Add the following code to retrieve and update an existing domain object:

using BusinessLayer;
using System;

namespace CslaFastStart
{
  class Program
  {
    static void Main(string[] args)
    {
      // ... code to create and insert a person ...
      
      Console.WriteLine();
      Console.WriteLine("Updating existing person");
      person = Csla.DataPortal.Fetch<PersonEdit>(person.Id);
      Console.Write("Update first name [{0}]: ", person.FirstName);
      var temp = Console.ReadLine();
      if (!string.IsNullOrWhiteSpace(temp))
      {
        person.FirstName = temp;
      }
      Console.Write("Update last name [{0}]: ", person.LastName);
      temp = Console.ReadLine();
      if (!string.IsNullOrWhiteSpace(temp))
      {
        person.LastName = temp;
      }
      if (person.IsSavable)
      {
        person = person.Save();
        Console.WriteLine("Updated person with id {0}. First name = '{1}', last name = '{2}'.", person.Id, person.FirstName, person.LastName);
      }
      else
      {
        if (person.IsDirty)
        {
          Console.WriteLine("Invalid entry");
          foreach (var item in person.BrokenRulesCollection)
            Console.WriteLine(item.Description);
          Console.ReadKey();
          return;
        }
        else
        {
          Console.WriteLine("No changes, nothing to save");
        }
      }

      Console.ReadKey();
    }
  }
}

This code uses DataPortal.Fetch to retrieve an existing object, and then calls the Save method to save any changes. The CSLA .NET framework manages the metastate for each object, so it knows whether the object needs to be inserted or updated.

Not only can an object be not savable because it is invalid, but if an object has no changed values then there'd be nothing to save. This new code uses the IsDirty property to determine if the object was changed or is invalid due to broken rules.

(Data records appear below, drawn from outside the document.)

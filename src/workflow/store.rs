/// Storage collaborator traits
///
/// The engine and scheduler never talk to a database directly. They go through
/// these traits, implemented by `SqliteStore` for the service and by
/// `MemoryStore` for tests and embedding.

use crate::workflow::{
    run::{PlannedStep, Run, RunStatus, StepUpdate},
    types::FlowRecord,
};
use anyhow::Result;
use async_trait::async_trait;
use serde::{Deserialize, Serialize};

/// Read access to stored flow definitions
#[async_trait]
pub trait FlowStore: Send + Sync {
    /// Raw definition JSON for one flow; errors if the flow does not exist
    async fn load_flow_definition(&self, flow_id: &str) -> Result<String>;

    /// Every stored flow, archived ones included
    async fn list_flows(&self) -> Result<Vec<FlowRecord>>;
}

/// Run and step persistence
#[async_trait]
pub trait RunStore: Send + Sync {
    /// Create a run in `queued` status
    async fn create_run(&self, flow_id: &str, workflow_id: &str) -> Result<Run>;

    /// Upsert the planned steps of a run, keyed by step id
    ///
    /// Re-creating an existing step resets it to `queued` so a replayed run
    /// starts from a clean slate.
    async fn create_steps(&self, run_id: &str, steps: &[PlannedStep]) -> Result<()>;

    /// Apply one state transition to a step
    async fn update_step_state(&self, update: StepUpdate) -> Result<()>;

    /// Mark every `queued`/`running` step of a run as `canceled`
    async fn cancel_open_steps(&self, run_id: &str, message: &str) -> Result<u64>;

    async fn update_run_status(&self, run_id: &str, status: RunStatus, log: &str) -> Result<()>;
}

/// A stored credential; the payload is opaque until decrypted
#[derive(Debug, Clone, Serialize, Deserialize)]
pub struct Credential {
    pub id: String,
    /// Provider the credential was issued for (e.g. "google", "github")
    pub provider: String,
    pub encrypted_payload: String,
}

/// Credential lookup
#[async_trait]
pub trait CredentialStore: Send + Sync {
    async fn get(&self, credential_id: &str) -> Result<Option<Credential>>;
}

Finally, add the following code to delete the data related to a domain object:

using BusinessLayer;
using System;

namespace CslaFastStart
{
  class Program
  {
    static void Main(string[] args)
    {
      // ... code to create and insert a person ...

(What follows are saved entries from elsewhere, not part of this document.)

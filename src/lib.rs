/// nodeloom: flow execution engine for node/edge automation graphs
///
/// This library plans stored flows into deterministic step lists, walks them
/// node by node with conditional routing and fan-in gating, records every step
/// transition, and keeps cron-triggered flows scheduled.

// Core configuration and setup
pub mod config;

// Flow definitions, run records and storage collaborators
pub mod workflow;

// Planner, dispatcher, engine, orchestration and cron reconciliation
pub mod runtime;

// Service wiring and initialization
pub mod server;

// Re-export commonly used types for external consumers
pub use runtime::{ExecutionEngine, NodeExecutor, RunReport};
pub use server::start_server;
pub use workflow::{FlowDefinition, FlowEdge, FlowNode};
/// In-memory flow registry and run ledger
///
/// Flow definitions live behind an `ArcSwap` so readers (the scheduler tick,
/// run loaders) never block writers: every change clones the map and swaps the
/// pointer. Runs and steps are mutated under an async mutex and every step
/// transition is appended to an ordered ledger, which is what tests use to
/// assert on execution order.

use crate::workflow::{
    run::{PlannedStep, Run, RunStatus, RunStep, StepStatus, StepUpdate},
    store::{Credential, CredentialStore, FlowStore, RunStore},
    types::FlowRecord,
};
use anyhow::Result;
use arc_swap::ArcSwap;
use async_trait::async_trait;
use chrono::Utc;
use std::{collections::HashMap, sync::Arc};
use tokio::sync::Mutex;

/// One recorded step transition
#[derive(Debug, Clone, PartialEq)]
pub struct StepTransition {
    pub run_id: String,
    pub step_key: String,
    pub node_id: Option<String>,
    pub status: StepStatus,
}

#[derive(Debug, Default)]
struct Ledger {
    runs: HashMap<String, Run>,
    /// Steps in creation order
    steps: Vec<RunStep>,
    transitions: Vec<StepTransition>,
}

impl Ledger {
    fn step_mut(&mut self, step_id: &str) -> Option<&mut RunStep> {
        self.steps.iter_mut().find(|step| step.id == step_id)
    }

    fn record(&mut self, step: &RunStep) {
        self.transitions.push(StepTransition {
            run_id: step.run_id.clone(),
            step_key: step.step_key.clone(),
            node_id: step.node_id.clone(),
            status: step.status,
        });
    }
}

/// Lock-free flow registry plus an in-memory run/step ledger
#[derive(Debug)]
pub struct MemoryStore {
    flows: ArcSwap<HashMap<String, FlowRecord>>,
    credentials: ArcSwap<HashMap<String, Credential>>,
    ledger: Mutex<Ledger>,
}

impl Default for MemoryStore {
    fn default() -> Self {
        Self::new()
    }
}

impl MemoryStore {
    pub fn new() -> Self {
        Self {
            flows: ArcSwap::new(Arc::new(HashMap::new())),
            credentials: ArcSwap::new(Arc::new(HashMap::new())),
            ledger: Mutex::new(Ledger::default()),
        }
    }

    /// Insert or replace a flow (atomic pointer swap)
    pub fn upsert_flow(&self, record: FlowRecord) {
        let current = self.flows.load();
        let mut next = (**current).clone();
        next.insert(record.id.clone(), record);
        self.flows.store(Arc::new(next));
    }

    /// Remove a flow from the registry
    pub fn remove_flow(&self, flow_id: &str) {
        let current = self.flows.load();
        let mut next = (**current).clone();
        if next.remove(flow_id).is_some() {
            self.flows.store(Arc::new(next));
        }
    }

    pub fn insert_credential(&self, credential: Credential) {
        let current = self.credentials.load();
        let mut next = (**current).clone();
        next.insert(credential.id.clone(), credential);
        self.credentials.store(Arc::new(next));
    }

    pub async fn run(&self, run_id: &str) -> Option<Run> {
        self.ledger.lock().await.runs.get(run_id).cloned()
    }

    /// Steps of a run in creation (plan) order
    pub async fn steps(&self, run_id: &str) -> Vec<RunStep> {
        self.ledger
            .lock()
            .await
            .steps
            .iter()
            .filter(|step| step.run_id == run_id)
            .cloned()
            .collect()
    }

    /// Every transition recorded for a run, oldest first
    pub async fn transitions(&self, run_id: &str) -> Vec<StepTransition> {
        self.ledger
            .lock()
            .await
            .transitions
            .iter()
            .filter(|t| t.run_id == run_id)
            .cloned()
            .collect()
    }
}

#[async_trait]
impl FlowStore for MemoryStore {
    async fn load_flow_definition(&self, flow_id: &str) -> Result<String> {
        self.flows
            .load()
            .get(flow_id)
            .map(|record| record.definition.clone())
            .ok_or_else(|| anyhow::anyhow!("Flow not found: {}", flow_id))
    }

    async fn list_flows(&self) -> Result<Vec<FlowRecord>> {
        let mut flows: Vec<FlowRecord> = self.flows.load().values().cloned().collect();
        flows.sort_by(|a, b| a.id.cmp(&b.id));
        Ok(flows)
    }
}

#[async_trait]
impl RunStore for MemoryStore {
    async fn create_run(&self, flow_id: &str, workflow_id: &str) -> Result<Run> {
        let run = Run {
            id: uuid::Uuid::new_v4().to_string(),
            flow_id: flow_id.to_string(),
            status: RunStatus::Queued,
            workflow_id: workflow_id.to_string(),
            log: String::new(),
        };
        self.ledger
            .lock()
            .await
            .runs
            .insert(run.id.clone(), run.clone());
        Ok(run)
    }

    async fn create_steps(&self, run_id: &str, steps: &[PlannedStep]) -> Result<()> {
        let mut ledger = self.ledger.lock().await;
        for planned in steps {
            let fresh = RunStep::queued(run_id, planned);
            match ledger.step_mut(&planned.step_id) {
                Some(existing) => *existing = fresh,
                None => ledger.steps.push(fresh),
            }
        }
        Ok(())
    }

    async fn update_step_state(&self, update: StepUpdate) -> Result<()> {
        let mut ledger = self.ledger.lock().await;
        let step = ledger
            .step_mut(&update.step_id)
            .ok_or_else(|| anyhow::anyhow!("Step not found: {}", update.step_id))?;
        step.apply(&update, Utc::now());
        let snapshot = step.clone();
        ledger.record(&snapshot);
        Ok(())
    }

    async fn cancel_open_steps(&self, run_id: &str, message: &str) -> Result<u64> {
        let mut ledger = self.ledger.lock().await;
        let now = Utc::now();
        let mut canceled = Vec::new();
        for step in ledger
            .steps
            .iter_mut()
            .filter(|step| step.run_id == run_id && !step.status.is_terminal())
        {
            let update = StepUpdate::new(step.id.clone(), StepStatus::Canceled).with_error(message);
            step.apply(&update, now);
            canceled.push(step.clone());
        }
        for step in &canceled {
            ledger.record(step);
        }
        Ok(canceled.len() as u64)
    }

    async fn update_run_status(&self, run_id: &str, status: RunStatus, log: &str) -> Result<()> {
        let mut ledger = self.ledger.lock().await;
        let run = ledger
            .runs
            .get_mut(run_id)
            .ok_or_else(|| anyhow::anyhow!("Run not found: {}", run_id))?;
        run.status = status;
        run.log = log.to_string();
        Ok(())
    }
}

#[async_trait]
impl CredentialStore for MemoryStore {
    async fn get(&self, credential_id: &str) -> Result<Option<Credential>> {
        Ok(self.credentials.load().get(credential_id).cloned())
    }
}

      // ... code to fetch and update a person ...

      Console.WriteLine();
      Console.WriteLine("Deleting existing person");
      Csla.DataPortal.Delete<PersonEdit>(person.Id);
      try
      {
        person = Csla.DataPortal.Fetch<PersonEdit>(person.Id);
        Console.WriteLine("Person NOT deleted");
      }
      catch
      {
        Console.WriteLine("Person successfully deleted");
      }

      Console.ReadKey();
    }
  }
}

At this point you should be able to run the app, seeing how it adds, updates, and deletes the data associated with a business domain object.

Adding business rules

One of the primary features of CSLA .NET is the rules engine that sits within the BusinessBase type. The rules engine is very powerful and estensible, and this fast start will only touch on the simplest validation rule concepts. Beyond this are complex validation rules, calculation and data manipulation rules, authorization rules, and much more.

CSLA .NET supports the System.ComponentModel.DataAnnotations attributes. These provide a very simple and limited validation rule concept that works on any platform and behind any type of interface, because the attributes are automatically integrated into the broader CSLA .NET rules engine.

In the BusinessLayer project, add a reference to System.ComponentModel.DataAnnotations assembly. Then open the PersonEdit class and add a using statement:

using System.ComponentModel.DataAnnotations;

Now it is possible to add the Required attribute to the FirstName and LastName properties:

    public static readonly PropertyInfo<string> FirstNameProperty = RegisterProperty<string>(c => c.FirstName);
    [Required]
    public string FirstName
    {
      get { return GetProperty(FirstNameProperty); }
      set { SetProperty(FirstNameProperty, value); }
    }

    public static readonly PropertyInfo<string> LastNameProperty = RegisterProperty<string>(c => c.LastName);
    [Required]
    public string LastName
    {
      get { return GetProperty(LastNameProperty); }
      set { SetProperty(LastNameProperty, value); }
    }

If you now run the app and don't enter values for the first and last name properties during the first create phase, you'll find that the object won't save because it is invalid, and you should see the broken rules listed as you'd expect.